RECORDS SHOWN
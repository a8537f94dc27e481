// src/wgpu_utils/binding_builder.rs
//! Builders for bind group layouts and bind groups
//!
//! Bindings are numbered in the order they are added.

/// A bind group layout together with the entries it was created from
pub struct BindGroupLayoutWithDesc {
    pub layout: wgpu::BindGroupLayout,
    pub entries: Vec<wgpu::BindGroupLayoutEntry>,
}

#[derive(Default)]
pub struct BindGroupLayoutBuilder {
    entries: Vec<wgpu::BindGroupLayoutEntry>,
}

impl BindGroupLayoutBuilder {
    pub fn new() -> Self {
        Self::default()
    }

    pub fn next_binding(mut self, visibility: wgpu::ShaderStages, ty: wgpu::BindingType) -> Self {
        self.entries.push(wgpu::BindGroupLayoutEntry {
            binding: self.entries.len() as u32,
            visibility,
            ty,
            count: None,
        });
        self
    }

    /// Binding visible to the vertex and fragment stages
    pub fn next_binding_rendering(self, ty: wgpu::BindingType) -> Self {
        self.next_binding(
            wgpu::ShaderStages::VERTEX | wgpu::ShaderStages::FRAGMENT,
            ty,
        )
    }

    pub fn next_binding_fragment(self, ty: wgpu::BindingType) -> Self {
        self.next_binding(wgpu::ShaderStages::FRAGMENT, ty)
    }

    pub fn create(self, device: &wgpu::Device, label: &str) -> BindGroupLayoutWithDesc {
        let layout = device.create_bind_group_layout(&wgpu::BindGroupLayoutDescriptor {
            label: Some(label),
            entries: &self.entries,
        });

        BindGroupLayoutWithDesc {
            layout,
            entries: self.entries,
        }
    }
}

pub struct BindGroupBuilder<'a> {
    layout_with_desc: &'a BindGroupLayoutWithDesc,
    entries: Vec<wgpu::BindGroupEntry<'a>>,
}

impl<'a> BindGroupBuilder<'a> {
    pub fn new(layout_with_desc: &'a BindGroupLayoutWithDesc) -> Self {
        BindGroupBuilder {
            layout_with_desc,
            entries: Vec::new(),
        }
    }

    pub fn resource(mut self, resource: wgpu::BindingResource<'a>) -> Self {
        assert!(
            self.entries.len() < self.layout_with_desc.entries.len(),
            "more resources than layout entries"
        );
        self.entries.push(wgpu::BindGroupEntry {
            binding: self.layout_with_desc.entries[self.entries.len()].binding,
            resource,
        });
        self
    }

    pub fn texture(self, view: &'a wgpu::TextureView) -> Self {
        self.resource(wgpu::BindingResource::TextureView(view))
    }

    pub fn sampler(self, sampler: &'a wgpu::Sampler) -> Self {
        self.resource(wgpu::BindingResource::Sampler(sampler))
    }

    pub fn create(self, device: &wgpu::Device, label: &str) -> wgpu::BindGroup {
        assert_eq!(
            self.entries.len(),
            self.layout_with_desc.entries.len(),
            "resource count does not match layout"
        );
        device.create_bind_group(&wgpu::BindGroupDescriptor {
            label: Some(label),
            layout: &self.layout_with_desc.layout,
            entries: &self.entries,
        })
    }
}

TRY IT
Could you restate every record word for word?

WRITTEN ANSWER
repository a8537f94dc27e481
// src/wgpu_utils/binding_builder.rs
//! Builders for bind group layouts and bind groups
//!
//! Bindings are numbered in the order they are added.

/// A bind group layout together with the entries it was created from
pub struct BindGroupLayoutWithDesc {
    pub layout: wgpu::BindGroupLayout,
    pub entries: Vec<wgpu::BindGroupLayoutEntry>,
}

#[derive(Default)]
pub struct BindGroupLayoutBuilder {
    entries: Vec<wgpu::BindGroupLayoutEntry>,
}

impl BindGroupLayoutBuilder {
    pub fn new() -> Self {
        Self::default()
    }

    pub fn next_binding(mut self, visibility: wgpu::ShaderStages, ty: wgpu::BindingType) -> Self {
        self.entries.push(wgpu::BindGroupLayoutEntry {
            binding: self.entries.len() as u32,
            visibility,
            ty,
            count: None,
        });
        self
    }

    /// Binding visible to the vertex and fragment stages
    pub fn next_binding_rendering(self, ty: wgpu::BindingType) -> Self {
        self.next_binding(
            wgpu::ShaderStages::VERTEX | wgpu::ShaderStages::FRAGMENT,
            ty,
        )
    }

    pub fn next_binding_fragment(self, ty: wgpu::BindingType) -> Self {
        self.next_binding(wgpu::ShaderStages::FRAGMENT, ty)
    }

    pub fn create(self, device: &wgpu::Device, label: &str) -> BindGroupLayoutWithDesc {
        let layout = device.create_bind_group_layout(&wgpu::BindGroupLayoutDescriptor {
            label: Some(label),
            entries: &self.entries,
        });

        BindGroupLayoutWithDesc {
            layout,
            entries: self.entries,
        }
    }
}

pub struct BindGroupBuilder<'a> {
    layout_with_desc: &'a BindGroupLayoutWithDesc,
    entries: Vec<wgpu::BindGroupEntry<'a>>,
}

impl<'a> BindGroupBuilder<'a> {
    pub fn new(layout_with_desc: &'a BindGroupLayoutWithDesc) -> Self {
        BindGroupBuilder {
            layout_with_desc,
            entries: Vec::new(),
        }
    }

    pub fn resource(mut self, resource: wgpu::BindingResource<'a>) -> Self {
        assert!(
            self.entries.len() < self.layout_with_desc.entries.len(),
            "more resources than layout entries"
        );
        self.entries.push(wgpu::BindGroupEntry {
            binding: self.layout_with_desc.entries[self.entries.len()].binding,
            resource,
        });
        self
    }

    pub fn texture(self, view: &'a wgpu::TextureView) -> Self {
        self.resource(wgpu::BindingResource::TextureView(view))
    }

    pub fn sampler(self, sampler: &'a wgpu::Sampler) -> Self {
        self.resource(wgpu::BindingResource::Sampler(sampler))
    }

    pub fn create(self, device: &wgpu::Device, label: &str) -> wgpu::BindGroup {
        assert_eq!(
            self.entries.len(),
            self.layout_with_desc.entries.len(),
            "resource count does not match layout"
        );
        device.create_bind_group(&wgpu::BindGroupDescriptor {
            label: Some(label),
            layout: &self.layout_with_desc.layout,
            entries: &self.entries,
        })
    }
}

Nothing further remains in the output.